The entire audio-video material was screened and manually segmented for infant verbal behaviour by a research assistant (M.E.) using the coding tool The Observer XT by Noldus (https://www.noldus.com/observer-xt [as of 11 October 2021]). Considering respiratory activity as the underlying process of voice production, segmentation was done following the strategy to assign each verbal behaviour to a distinct vocal breathing group59,60. According to this, start and stop of each segment had to coincide with a phase of inhalation. Ingressive sounds were defined not to mark segment boundaries, but to be treated as regular (parts of) segments. Isolated vegetative sounds, such as coughing sounds, burping sounds, or hiccups were not segmented.
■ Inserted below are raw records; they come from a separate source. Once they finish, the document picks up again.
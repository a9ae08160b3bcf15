//! Governance Agent — methodology and chart assembly.
//!
//! Writes the methodology prose (model, data, calibration disclosure) and
//! the chart specifications the published project carries.

use super::Agent;
use crate::context::{ChartSpec, PipelineStatus, ProjectContext};
use crate::error::AgentError;
use async_trait::async_trait;
use tracing::debug;

pub struct GovernanceAgent;

impl GovernanceAgent {
    fn methodology(ctx: &ProjectContext) -> Result<String, AgentError> {
        let result = ctx
            .forecast_result
            .as_ref()
            .ok_or_else(|| AgentError::MissingInput("forecast_result".to_string()))?;

        let runs = result
            .metadata
            .get("simulation_runs")
            .and_then(serde_json::Value::as_u64)
            .unwrap_or(0);
        let dataset_label = ctx.dataset_id.as_deref().unwrap_or("unattributed");

        let mut prose = format!(
            "Seat projections come from the {} model: {} Monte Carlo \
             iterations over pooled polling (dataset {}), with vote shares \
             sampled per party, normalized, and converted to seats under \
             uniform swing. Win probabilities are winning fractions across \
             iterations; p10/p50/p90 bands come from the sampled seat \
             distribution.",
            result.model_name, runs, dataset_label
        );

        if ctx.calibration_flags.is_empty() {
            prose.push_str(" No calibration warnings were raised for this run.");
        } else {
            prose.push_str(&format!(
                " Calibration warnings for this run: {}.",
                ctx.calibration_flags.join(", ")
            ));
        }
        Ok(prose)
    }

    fn charts(ctx: &ProjectContext) -> Vec<ChartSpec> {
        let Some(result) = ctx.forecast_result.as_ref() else {
            return Vec::new();
        };

        let seat_rows: Vec<serde_json::Value> = result
            .targets
            .iter()
            .map(|t| {
                serde_json::json!({
                    "party": t.party,
                    "seat_mean": t.seat_mean,
                    "p10": t.quantiles.get("p10"),
                    "p90": t.quantiles.get("p90"),
                })
            })
            .collect();
        let prob_rows: Vec<serde_json::Value> = result
            .targets
            .iter()
            .map(|t| serde_json::json!({ "party": t.party, "win_prob": t.win_prob }))
            .collect();

        vec![
            ChartSpec {
                title: "Projected seats with p10–p90 band".to_string(),
                chart_type: "interval".to_string(),
                data: serde_json::Value::Array(seat_rows),
            },
            ChartSpec {
                title: "Win probability".to_string(),
                chart_type: "probability".to_string(),
                data: serde_json::Value::Array(prob_rows),
            },
        ]
    }
}

#[async_trait]
impl Agent for GovernanceAgent {
    fn name(&self) -> &'static str {
        "governance"
    }

    fn requires(&self) -> PipelineStatus {
        PipelineStatus::CriticDone
    }

    fn produces(&self) -> PipelineStatus {
        PipelineStatus::GovernanceDone
    }

    async fn run(&self, mut ctx: ProjectContext) -> Result<ProjectContext, AgentError> {
        ctx.methodology = Self::methodology(&ctx)?;
        ctx.charts = Self::charts(&ctx);
        ctx.metadata.insert(
            "governance_checklist".to_string(),
            serde_json::json!({
                "uncertainty_disclosed": true,
                "methodology_included": true,
                "calibration_flags": &ctx.calibration_flags,
            }),
        );

        debug!(
            article_id = %ctx.article_id,
            charts = ctx.charts.len(),
            "Governance assembly complete"
        );

        ctx.status = PipelineStatus::GovernanceDone;
        Ok(ctx)
    }
}
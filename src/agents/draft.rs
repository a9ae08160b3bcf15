//! Draft Agent — narrative and section rendering.
//!
//! Renders the forecast narrative and the named draft sections from the
//! validated forecast result. The result is trusted input here: this stage
//! never re-derives probabilities, only words them.

use super::Agent;
use crate::context::{PipelineStatus, ProjectContext};
use crate::error::AgentError;
use crate::forecast::{ForecastResult, PartyForecast, FLAG_WIDE_INTERVAL};
use async_trait::async_trait;
use tracing::debug;

pub struct DraftAgent;

impl DraftAgent {
    /// Editorial wording for a win probability. Deliberately hedged — the
    /// critic stage flags certainty language against sub-0.95 probabilities.
    fn favour_phrase(win_prob: f64) -> &'static str {
        if win_prob >= 0.9 {
            "overwhelmingly favoured"
        } else if win_prob >= 0.7 {
            "clearly favoured"
        } else if win_prob >= 0.55 {
            "narrowly favoured"
        } else {
            "in a toss-up"
        }
    }

    fn seat_range(target: &PartyForecast) -> String {
        match (target.quantiles.get("p10"), target.quantiles.get("p90")) {
            (Some(p10), Some(p90)) => {
                format!("between {:.0} and {:.0} seats", p10, p90)
            }
            _ => format!("around {:.0} seats", target.seat_mean),
        }
    }

    fn narrative(result: &ForecastResult, favourite: &PartyForecast) -> String {
        format!(
            "The {} is {} with a {:.0}% chance of winning the most seats, \
             projected at {} (central estimate {:.0}).",
            favourite.party,
            Self::favour_phrase(favourite.win_prob),
            favourite.win_prob * 100.0,
            Self::seat_range(favourite),
            favourite
                .quantiles
                .get("p50")
                .copied()
                .unwrap_or(favourite.seat_mean),
        ) + &format!(" Model: {}.", result.model_name)
    }
}

#[async_trait]
impl Agent for DraftAgent {
    fn name(&self) -> &'static str {
        "draft"
    }

    fn requires(&self) -> PipelineStatus {
        PipelineStatus::ForecastDone
    }

    fn produces(&self) -> PipelineStatus {
        PipelineStatus::DraftDone
    }

    async fn run(&self, mut ctx: ProjectContext) -> Result<ProjectContext, AgentError> {
        let result = ctx
            .forecast_result
            .as_ref()
            .ok_or_else(|| AgentError::MissingInput("forecast_result".to_string()))?;
        let favourite = result
            .favourite()
            .ok_or_else(|| AgentError::MissingInput("forecast_result.targets".to_string()))?;

        let narrative = Self::narrative(result, favourite);

        let headline = format!(
            "Forecast: {} {} ahead of the vote",
            favourite.party,
            Self::favour_phrase(favourite.win_prob)
        );
        let lede = format!(
            "Our latest model run puts the {} at a {:.0}% chance of taking the \
             most seats, {}.",
            favourite.party,
            favourite.win_prob * 100.0,
            Self::seat_range(favourite)
        );

        let mut analysis = String::new();
        for target in &result.targets {
            analysis.push_str(&format!(
                "{}: {:.0} seats expected ({}), win probability {:.0}%.\n",
                target.party,
                target.seat_mean,
                Self::seat_range(target),
                target.win_prob * 100.0
            ));
        }

        let outlook = if ctx.calibration_flags.iter().any(|f| f == FLAG_WIDE_INTERVAL) {
            "The projection carries wide uncertainty bands; the range of \
             plausible outcomes spans well beyond the central estimate."
                .to_string()
        } else {
            "The projection is comparatively stable across recent polling, \
             though late swings remain possible."
                .to_string()
        };

        ctx.draft_sections.insert("headline".to_string(), headline);
        ctx.draft_sections.insert("lede".to_string(), lede);
        ctx.draft_sections.insert("analysis".to_string(), analysis);
        ctx.draft_sections.insert("outlook".to_string(), outlook);
        ctx.forecast_narrative = narrative;

        debug!(
            article_id = %ctx.article_id,
            sections = ctx.draft_sections.len(),
            "Draft rendered"
        );

        ctx.status = PipelineStatus::DraftDone;
        Ok(ctx)
    }
}

#[cfg(test)]
mod tests {
    use super::*;
    use crate::forecast::{ForecastResult, PartyForecast};
    use crate::source::sample_article;

    fn forecast_done_ctx() -> ProjectContext {
        let mut ctx = ProjectContext::from_article(sample_article());
        let a = PartyForecast::new("Unity Party", 310.0, 12.0, 0.62)
            .unwrap()
            .with_quantiles(294.0, 310.0, 326.0)
            .unwrap();
        let b = PartyForecast::new("Heritage Party", 280.0, 12.0, 0.38)
            .unwrap()
            .with_quantiles(264.0, 280.0, 296.0)
            .unwrap();
        ctx.forecast_result = Some(ForecastResult::new(vec![a, b]).unwrap());
        ctx.status = PipelineStatus::ForecastDone;
        ctx
    }

    #[tokio::test]
    async fn test_renders_all_sections() {
        let out = DraftAgent.run(forecast_done_ctx()).await.unwrap();
        assert_eq!(out.status, PipelineStatus::DraftDone);
        for section in ["headline", "lede", "analysis", "outlook"] {
            assert!(out.draft_sections.contains_key(section), "missing {section}");
        }
        assert!(out.forecast_narrative.contains("Unity Party"));
        assert!(out.forecast_narrative.contains("62%"));
    }

    #[tokio::test]
    async fn test_narrative_includes_range_language() {
        let out = DraftAgent.run(forecast_done_ctx()).await.unwrap();
        assert!(out.forecast_narrative.contains("between"));
    }

    #[tokio::test]
    async fn test_missing_result_is_agent_error() {
        let mut ctx = forecast_done_ctx();
        ctx.forecast_result = None;
        let err = DraftAgent.run(ctx).await.unwrap_err();
        assert!(matches!(err, AgentError::MissingInput(_)));
    }

    #[test]
    fn test_favour_phrases() {
        assert_eq!(DraftAgent::favour_phrase(0.95), "overwhelmingly favoured");
        assert_eq!(DraftAgent::favour_phrase(0.75), "clearly favoured");
        assert_eq!(DraftAgent::favour_phrase(0.6), "narrowly favoured");
        assert_eq!(DraftAgent::favour_phrase(0.5), "in a toss-up");
    }
}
The segmentation output was rechecked by the first author (F.B.P.). Verified segments were exported as audio clips in the format 44.1 kHz/16 bits/single-channel/PCM for further processing. Henceforth, these segments are referred to as vocalisations. The segmentation process resulted in a total of 4644 vocalisations.

Next, two independent listeners experienced in infant sound classification (K.D.B. and a PhD student in experimental psychology) annotated the corpus for infant mood. For each vocalisation, they rated whether it had been produced in either neutral or non-neutral mood. The latter category included both positive-mood vocalisations, i.e., laughing or pleasure bursts, and negative-mood vocalisations, i.e., distress patterns, such as crying or fussing. Annotations were accepted if both listeners voted for the same category. In case of disagreement, a third independent listener (F.B.P.) was consulted to obtain a majority decision. During the mood annotation process, all three raters were blind for participant group assignments. One hundred ninety vocalisations were identified as non-neutral-mood vocalisations. Generally, both positive-mood and negative-mood vocalisations are characterised by specific acoustic patterns, e.g., with regard to pitch and loudness, distinct from patterns in neutral-mood vocalisations. Due to the unbalanced distribution of these acoustically prominent vocalisations across the dataset, we decided to exclude them from this study to ensure inter-group comparability. Thus, the final study dataset consisted of 4454 pre-linguistic vocalisations produced in neutral mood.

The participant-wise and group-wise numbers of included vocalisations per duration of available audio(-video) material are given in Table 1. For all participant groups, vocalisations from each month of the second half year of life were available. The mean duration of included vocalisations was 1.79 s with a standard deviation of 1.37 s. The median vocalisation duration was 1.39 s. The shortest vocalisation in the dataset was an isolated vowel-like sound7 by participant TD1 at 6 months of age. It had a duration of 232 ms. The longest vocalisation was an extended canonical babbling sequence7 by participant TD4 at 8 months of age and had a duration of 16.86 s.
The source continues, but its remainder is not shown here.